| DIRECTIONS |
Report, as a bare number, how many lines of the entries below contain "RoutingDecision".

Collection entries:
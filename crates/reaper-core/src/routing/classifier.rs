//! Event classifier

use crate::entities::ReactionEvent;
use crate::routing::{IgnoreReason, RoutingDecision};

/// Event kind handled by the reaper
pub const REACTION_ADDED: &str = "reaction_added";
/// Item kind that can be deleted
pub const ITEM_KIND_MESSAGE: &str = "message";
/// Reaction that deletes the message immediately
pub const REACTION_DELETE_NOW: &str = "wastebasket";
/// Reaction that schedules the message for deferred deletion
pub const REACTION_DEFERRED_DELETE: &str = "bomb";

/// Classifies decoded events into routing decisions.
///
/// Holds the process-wide default TTL; the TTL is never taken from event content.
#[derive(Debug, Clone, Copy, PartialEq, Eq)]
pub struct Classifier {
    default_ttl: u64,
}

impl Classifier {
    /// Create a classifier that schedules deferred deletions with `default_ttl` seconds
    pub fn new(default_ttl: u64) -> Self {
        Self { default_ttl }
    }

    /// TTL attached to every scheduled deletion
    pub fn default_ttl(&self) -> u64 {
        self.default_ttl
    }

    /// Classify an event. First matching rule wins.
    pub fn classify(&self, event: &ReactionEvent) -> RoutingDecision {
        if event.kind != REACTION_ADDED {
            return RoutingDecision::Ignore(IgnoreReason::NonReactionEvent);
        }

        if !event.item.is_message() {
            return RoutingDecision::Ignore(IgnoreReason::NonMessageItem);
        }

        if event.is_from_bot() {
            return RoutingDecision::Ignore(IgnoreReason::AutomatedOriginator);
        }

        if event.is_reaction(REACTION_DELETE_NOW) {
            return RoutingDecision::DeleteNow(event.item.message_ref());
        }

        if event.is_reaction(REACTION_DEFERRED_DELETE) {
            return RoutingDecision::ScheduleDelete {
                target: event.item.message_ref(),
                ttl: self.default_ttl,
            };
        }

        RoutingDecision::Ignore(IgnoreReason::UnsupportedReaction)
    }
}
//! Signal handling for graceful shutdown.

use tokio::signal::unix::{signal, Signal, SignalKind};
use tokio::sync::watch;
use tokio::task::JoinHandle;

/// Installed SIGTERM and SIGINT (Ctrl+C) handlers
#[derive(Debug)]
pub struct ShutdownSignals {
    sigterm: Signal,
    sigint: Signal,
}

impl ShutdownSignals {
    /// Install the handlers. Must be called inside a Tokio runtime.
    pub fn install() -> std::io::Result<Self> {
        Ok(Self {
            sigterm: signal(SignalKind::terminate())?,
            sigint: signal(SignalKind::interrupt())?,
        })
    }

    /// Wait for the first shutdown signal and return its name
    pub async fn recv(&mut self) -> &'static str {
        let name = tokio::select! {
            _ = self.sigterm.recv() => "SIGTERM",
            _ = self.sigint.recv() => "SIGINT",
        };
        tracing::info!(signal = name, "Received shutdown signal, initiating graceful shutdown");
        name
    }
}

/// Create the cancellation flag shared between the signal task and the dispatch loop
pub fn cancellation() -> (watch::Sender<bool>, watch::Receiver<bool>) {
    watch::channel(false)
}

/// Spawn a task that raises the cancellation flag on the first shutdown signal
pub fn cancel_on_signal(mut signals: ShutdownSignals, cancel: watch::Sender<bool>) -> JoinHandle<()> {
    tokio::spawn(async move {
        signals.recv().await;
        cancel.send_replace(true);
    })
}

| WRITTEN ANSWER |
8